Le travail a été réalisé depuis les négatifs originaux (conservés à Los Angeles, au studio Burbank), avec comme leitmotiv la fidèle restitution de la pellicule d’origine. Là où beaucoup de restaurations visent le nettoyage de l’image, avec la suppression finalement de ce qui semble encombrant à l’heure de la propreté du numérique (rayures, poussières, grains), ici le challenge était plutôt de conserver et de ne rien omettre dans l’apparence et le contenu. L’altération a été réduite au minimum, le film n’ayant subi aucune retouche graphique. Une sorte de « non-retouche » au final, qui a tout de même mobilisé plusieurs équipes durant à peu près quatre mois. Pour dire à quel point cet objectif a été pris au sérieux, des cadres fatigués qu’il aurait été possible de réparer, en échange d’une retouche numérique, ont été intégrés dans cette nouvelle version 70 mm. La partie son n’a pas non plus bénéficié d’une revisite, cette dernière tirant profit de la bande originale à six canaux via un disque DTS.
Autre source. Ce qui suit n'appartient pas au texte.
use std::collections::HashSet;

use glam::Vec2;
use winit::event::{ElementState, MouseButton, WindowEvent};
use winit::keyboard::{KeyCode, PhysicalKey};

/// Tracks input state for keyboard and mouse.
pub struct Input {
    keys_down: HashSet<KeyCode>,
    keys_pressed: HashSet<KeyCode>,
    mouse_buttons_down: HashSet<MouseButton>,
    mouse_position: Vec2,
    mouse_delta: Vec2,
    scroll_delta: Vec2,
    pointer_captured: bool,
}

impl Default for Input {
    fn default() -> Self {
        Self {
            keys_down: HashSet::new(),
            keys_pressed: HashSet::new(),
            mouse_buttons_down: HashSet::new(),
            mouse_position: Vec2::ZERO,
            mouse_delta: Vec2::ZERO,
            scroll_delta: Vec2::ZERO,
            pointer_captured: false,
        }
    }
}

impl Input {
    pub fn new() -> Self {
        Self::default()
    }

    /// Call at the end of each frame to reset per-frame state.
    pub fn begin_frame(&mut self) {
        self.keys_pressed.clear();
        self.mouse_delta = Vec2::ZERO;
        self.scroll_delta = Vec2::ZERO;
    }

    /// Process a window event and update input state.
    pub fn handle_event(&mut self, event: &WindowEvent) {
        match event {
            WindowEvent::KeyboardInput { event, .. } => {
                if let PhysicalKey::Code(key) = event.physical_key {
                    match event.state {
                        ElementState::Pressed => {
                            if !self.keys_down.contains(&key) {
                                self.keys_pressed.insert(key);
                            }
                            self.keys_down.insert(key);
                        }
                        ElementState::Released => {
                            self.keys_down.remove(&key);
                        }
                    }
                }
            }
            WindowEvent::MouseInput { state, button, .. } => match state {
                ElementState::Pressed => {
                    self.mouse_buttons_down.insert(*button);
                }
                ElementState::Released => {
                    self.mouse_buttons_down.remove(button);
                }
            },
            WindowEvent::CursorMoved { position, .. } => {
                let new_pos = Vec2::new(position.x as f32, position.y as f32);
                self.mouse_delta += new_pos - self.mouse_position;
                self.mouse_position = new_pos;
            }
            WindowEvent::MouseWheel { delta, .. } => {
                let d = match delta {
                    winit::event::MouseScrollDelta::LineDelta(x, y) => Vec2::new(*x, *y),
                    winit::event::MouseScrollDelta::PixelDelta(pos) => {
                        Vec2::new(pos.x as f32, pos.y as f32) / 120.0
                    }
                };
                self.scroll_delta += d;
            }
            _ => {}
        }
    }

    /// Returns true if the key is currently held down.
    pub fn key_down(&self, key: KeyCode) -> bool {
        self.keys_down.contains(&key)
    }

    /// Returns true if the key was pressed this frame.
    pub fn key_pressed(&self, key: KeyCode) -> bool {
        self.keys_pressed.contains(&key)
    }

    /// Returns true if the mouse button is currently held down.
    pub fn mouse_down(&self, button: MouseButton) -> bool {
        self.mouse_buttons_down.contains(&button)
    }

    /// Current mouse position in window coordinates.
    pub fn mouse_position(&self) -> Vec2 {
        self.mouse_position
    }

    /// Mouse movement delta this frame.
    pub fn mouse_delta(&self) -> Vec2 {
        self.mouse_delta
    }

    /// Scroll wheel delta this frame (in "lines").
    pub fn scroll_delta(&self) -> Vec2 {
        self.scroll_delta
    }

    /// True while an overlay (UI panel, gizmo) owns the pointer.
    ///
    /// Camera dragging is suppressed while this is set.
    pub fn pointer_captured(&self) -> bool {
        self.pointer_captured
    }

    /// Mark the pointer as owned (or released) by an overlay.
    pub fn set_pointer_captured(&mut self, captured: bool) {
        self.pointer_captured = captured;
    }
}
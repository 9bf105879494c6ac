//! Orbit camera looking at the origin.

use glam::{Mat4, Vec3};
use winit::event::MouseButton;

use crate::input::Input;

/// A camera that orbits the origin, driven by mouse drag and scroll.
///
/// Angles are in degrees. Pitch is clamped short of the poles to avoid a
/// degenerate view basis, and zoom is clamped to [1, 1000].
#[derive(Clone, Debug)]
pub struct OrbitCamera {
    /// Horizontal angle in degrees.
    pub yaw: f32,
    /// Vertical angle in degrees, clamped to [-89, 89].
    pub pitch: f32,
    /// Distance from the origin, clamped to [1, 1000].
    pub zoom: f32,
    /// Degrees of rotation per pixel of mouse drag.
    pub sensitivity: f32,
}

impl Default for OrbitCamera {
    fn default() -> Self {
        Self {
            yaw: 90.0,
            pitch: 0.0,
            zoom: 5.0,
            sensitivity: 0.3,
        }
    }
}

impl OrbitCamera {
    pub const MIN_PITCH: f32 = -89.0;
    pub const MAX_PITCH: f32 = 89.0;
    pub const MIN_ZOOM: f32 = 1.0;
    pub const MAX_ZOOM: f32 = 1000.0;

    pub fn new() -> Self {
        Self::default()
    }

    /// Set the pitch, clamped to the valid range.
    pub fn set_pitch(&mut self, pitch: f32) {
        self.pitch = pitch.clamp(Self::MIN_PITCH, Self::MAX_PITCH);
    }

    /// Set the zoom distance, clamped to the valid range.
    pub fn set_zoom(&mut self, zoom: f32) {
        self.zoom = zoom.clamp(Self::MIN_ZOOM, Self::MAX_ZOOM);
    }

    /// Update from input: left-drag rotates, scroll zooms.
    ///
    /// Drag is ignored while the pointer is captured by an overlay (UI on
    /// top of the viewport); zooming stays live either way.
    pub fn update(&mut self, input: &Input) {
        if input.mouse_down(MouseButton::Left) && !input.pointer_captured() {
            let delta = input.mouse_delta();
            self.yaw += delta.x * self.sensitivity;
            self.set_pitch(self.pitch - delta.y * self.sensitivity);
        }

        let scroll = input.scroll_delta();
        if scroll.y != 0.0 {
            self.set_zoom(self.zoom - scroll.y);
        }
    }

    /// Camera position from the spherical coordinates.
    pub fn position(&self) -> Vec3 {
        let yaw = self.yaw.to_radians();
        let pitch = self.pitch.to_radians();
        Vec3::new(
            self.zoom * pitch.cos() * yaw.cos(),
            self.zoom * pitch.sin(),
            self.zoom * pitch.cos() * yaw.sin(),
        )
    }

    /// View matrix looking at the origin with +Y up.
    pub fn view_matrix(&self) -> Mat4 {
        Mat4::look_at_rh(self.position(), Vec3::ZERO, Vec3::Y)
    }
}

#[cfg(test)]
mod tests {
    use super::*;

    #[test]
    fn default_position_on_z_axis() {
        // yaw 90, pitch 0: the camera sits on +Z at the zoom distance.
        let cam = OrbitCamera::new();
        let pos = cam.position();
        assert!(pos.x.abs() < 1e-4);
        assert!(pos.y.abs() < 1e-4);
        assert!((pos.z - cam.zoom).abs() < 1e-4);
    }

    #[test]
    fn zero_yaw_position_on_x_axis() {
        let mut cam = OrbitCamera::new();
        cam.yaw = 0.0;
        cam.set_zoom(5.0);
        let pos = cam.position();
        assert!((pos - Vec3::new(5.0, 0.0, 0.0)).length() < 1e-4);
    }

    #[test]
    fn position_radius_matches_zoom() {
        let mut cam = OrbitCamera::new();
        cam.yaw = 37.0;
        cam.set_pitch(25.0);
        cam.set_zoom(12.0);
        assert!((cam.position().length() - 12.0).abs() < 1e-3);
    }

    #[test]
    fn pitch_clamps_at_poles() {
        let mut cam = OrbitCamera::new();
        cam.set_pitch(120.0);
        assert_eq!(cam.pitch, OrbitCamera::MAX_PITCH);
        cam.set_pitch(-120.0);
        assert_eq!(cam.pitch, OrbitCamera::MIN_PITCH);
    }

    #[test]
    fn zoom_clamps_to_range() {
        let mut cam = OrbitCamera::new();
        cam.set_zoom(0.25);
        assert_eq!(cam.zoom, OrbitCamera::MIN_ZOOM);
        cam.set_zoom(5000.0);
        assert_eq!(cam.zoom, OrbitCamera::MAX_ZOOM);
    }

    #[test]
    fn top_pitch_looks_mostly_down() {
        let mut cam = OrbitCamera::new();
        cam.set_pitch(89.0);
        let pos = cam.position();
        assert!(pos.y > 0.99 * cam.zoom);
    }
}
//! # Helion
//!
//! **An interactive physically-based model viewer with image-based lighting.**
//!
//! Point it at an OBJ model, a set of material maps, and an HDR panorama,
//! and orbit around the result. Every asset is optional: missing models
//! become a cube, missing textures become white, and a missing panorama
//! becomes a flat sky.
//!
//! ## Quick Start
//!
//! ```no_run
//! use helion::{ViewerConfig, run};
//!
//! fn main() {
//!     env_logger::init();
//!
//!     let config = ViewerConfig::new()
//!         .title("My Viewer")
//!         .model("assets/helmet.obj")
//!         .panorama("assets/studio.hdr");
//!
//!     run(config);
//! }
//! ```
//!
//! ## What happens at startup
//!
//! - The OBJ model is imported, recentered, and given a tangent basis.
//! - The HDR panorama is projected onto an environment cubemap, which is
//!   then convolved into a diffuse irradiance cubemap.
//! - Each frame draws the model with Cook-Torrance shading and the
//!   environment as a slowly rotating skybox behind it.
//!
//! Left-drag orbits the camera, right-drag rotates the model. Keys 1-5
//! toggle the material maps, 6 toggles image-based lighting.

mod app;
mod environment;
mod geometry;
mod gpu;
mod input;
mod mesh;
mod orbit_camera;
mod pbr_pass;
mod scene;
mod shaders;
mod shading;
mod skybox;
mod texture;

pub use app::{ViewerConfig, run};
pub use environment::{Cubemap, convolve_irradiance, face_projection, face_views, project_panorama};
pub use geometry::{GeometryError, MeshData, Vertex};
pub use gpu::GpuContext;
pub use input::Input;
pub use mesh::Mesh;
pub use orbit_camera::OrbitCamera;
pub use pbr_pass::{MaterialMaps, PbrPass};
pub use scene::{TextureSlot, ViewerScene, drag_model, model_rotation};
pub use shading::{
    DIELECTRIC_F0, LightKind, LightingUniforms, MaterialUniforms, ShadingParams,
    TransformUniforms, animated_light_direction,
};
pub use skybox::{SkyboxPass, sky_view};
pub use texture::{DecodedImage, Texture};

// Re-export glam math types for convenience
pub use glam::{Mat3, Mat4, Vec2, Vec3, Vec4};

// Re-export commonly used winit types for convenience
pub use winit::event::MouseButton;
pub use winit::keyboard::KeyCode;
C’est à la faveur du cinquantième anniversaire du film que « 2001 » fut projeté en salle Debussy au Festival de Cannes, le dimanche 13 mai 2018. Un grand moment de cinéma, en présence de son interprète principal, Keir Duella, mais également de la fille du réalisateur, Katharina Kubrick et du coproducteur du film, Jan Harlan. Une séance ouverte par le réalisateur Christopher Nolan, avant de redécouvrir à l’écran l’œuvre de Kubrick dans son format d’origine. Une (re)découverte pleine d’émotion, dans cette salle inondée des symphonies Strauss et Khatchatourian. 50 ans plus tard, le temps n’atteint toujours pas la splendeur d’une œuvre résolument moderne autant dans son esthétique, que dans sa brillante utilisation du son. Comme son monolithe, il traverse les époques de son art, de 1968 à 2018, sans se fatiguer d’être vu et débattu. Une odyssée, celle d’un monument du septième art.